When considering how to best manage energy costs, it is important to understand that each company has a different energy usage pattern. Any energy procurement strategy should be tailored to fit that particular usage pattern and volume. Different offers are available to suit variable consumption profiles (versus those with more predictable consumption patterns. In addition, a company’s risk tolerance can help dictate how much of its energy usage it is prepared to expose to wholesale market fluctuations and how much it would like to lock-in to certain pricing and for what period.

While the whole concept of developing an energy hedging strategy may seem complicated and time-consuming, there are a few simple steps that companies can take to help them better understand their energy usage and how they can manage their energy costs more effectively.
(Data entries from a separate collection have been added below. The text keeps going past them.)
//! Typed error definitions for psync.
//! The taxonomy separates fatal pre-flight failures from per-operation ones:
//! anything that fires before the first filesystem mutation aborts the run,
//! while `OpError` is captured, counted and reported without stopping it.

use std::io;
use std::path::{Path, PathBuf};
use thiserror::Error;

/// Filter-string compilation failures. All of these are rejected before any
/// scanning happens; a `FilterSet` that compiled is safe to evaluate.
#[derive(Debug, Error)]
pub enum PatternError {
    #[error("parent directories ('..') are not supported in filter patterns: {0}")]
    ParentEscape(String),

    #[error("absolute paths are not supported in filter patterns: {0}")]
    AbsolutePath(String),

    #[error("filter pattern appears before any '+' or '-' action: {0}")]
    MissingAction(String),

    #[error("unterminated quote in filter string near: {0}")]
    UnterminatedQuote(String),

    /// Covers malformed globs, including a recursive `**` that is not a full
    /// path component (globset reports that as an invalid pattern).
    #[error("invalid glob pattern '{pattern}': {source}")]
    BadGlob {
        pattern: String,
        #[source]
        source: globset::Error,
    },
}

/// Invalid inputs detected before the run mutates anything.
#[derive(Debug, Error)]
pub enum InputError {
    #[error("source root does not exist: {0}")]
    SourceMissing(PathBuf),

    #[error("source root is not a directory: {0}")]
    SourceNotADirectory(PathBuf),

    #[error("destination root exists but is not a directory: {0}")]
    DestNotADirectory(PathBuf),

    #[error("source and destination resolve to the same directory: {0}")]
    SameRoot(PathBuf),

    #[error("quarantine root exists but is not a directory: {0}")]
    TrashNotADirectory(PathBuf),

    #[error("quarantine root is not on the same file system as the destination: {0}")]
    TrashCrossDevice(PathBuf),

    #[error("log file already exists: {0}")]
    LogExists(PathBuf),

    #[error("failed to create {path}: {source}")]
    CreateRoot {
        path: PathBuf,
        #[source]
        source: io::Error,
    },
}

/// Fatal scan failures; the run aborts without touching the destination.
#[derive(Debug, Error)]
pub enum ScanError {
    #[error("scan root is not a directory: {0}")]
    NotADirectory(PathBuf),

    #[error("symlink cycle detected at {0}")]
    SymlinkCycle(PathBuf),

    #[error("failed to read {path}: {source}")]
    Io {
        path: PathBuf,
        #[source]
        source: io::Error,
    },
}

/// A single failed filesystem operation. The `Display` form (`ErrorKind: path`)
/// is what ends up in the bounded error list of [`crate::Results`].
#[derive(Debug, Error)]
#[error("{kind:?}: {}", path.display())]
pub struct OpError {
    pub kind: io::ErrorKind,
    pub path: PathBuf,
    #[source]
    pub source: io::Error,
}

impl OpError {
    pub fn new(path: impl Into<PathBuf>, source: io::Error) -> Self {
        Self {
            kind: source.kind(),
            path: path.into(),
            source,
        }
    }

    /// Adapter for `.map_err(OpError::at(path))` on `io::Result` chains.
    pub(crate) fn at(path: &Path) -> impl FnOnce(io::Error) -> OpError + '_ {
        move |e| OpError::new(path, e)
    }
}

/// Umbrella for the fatal failures [`crate::sync`] can return.
#[derive(Debug, Error)]
pub enum SyncError {
    #[error(transparent)]
    Pattern(#[from] PatternError),

    #[error(transparent)]
    Input(#[from] InputError),

    #[error(transparent)]
    Scan(#[from] ScanError),
}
1) Analyze your energy usage to gain control
Get a clear pattern of your energy consumption. At the highest level, this would include total annual consumption in both natural gas and power. However, a more useful analysis is to understand the extent that your consumption varies according to seasonal factors, by week, by day and by hour. It is equally useful to understand the degree of predictability of consumption: does last month look like this month and did last Monday behave the same as this Monday? Is consumption highly predictable or vary greatly from one day to another? Do the patterns vary due to weather, occupancy, production schedules or other unknown factors?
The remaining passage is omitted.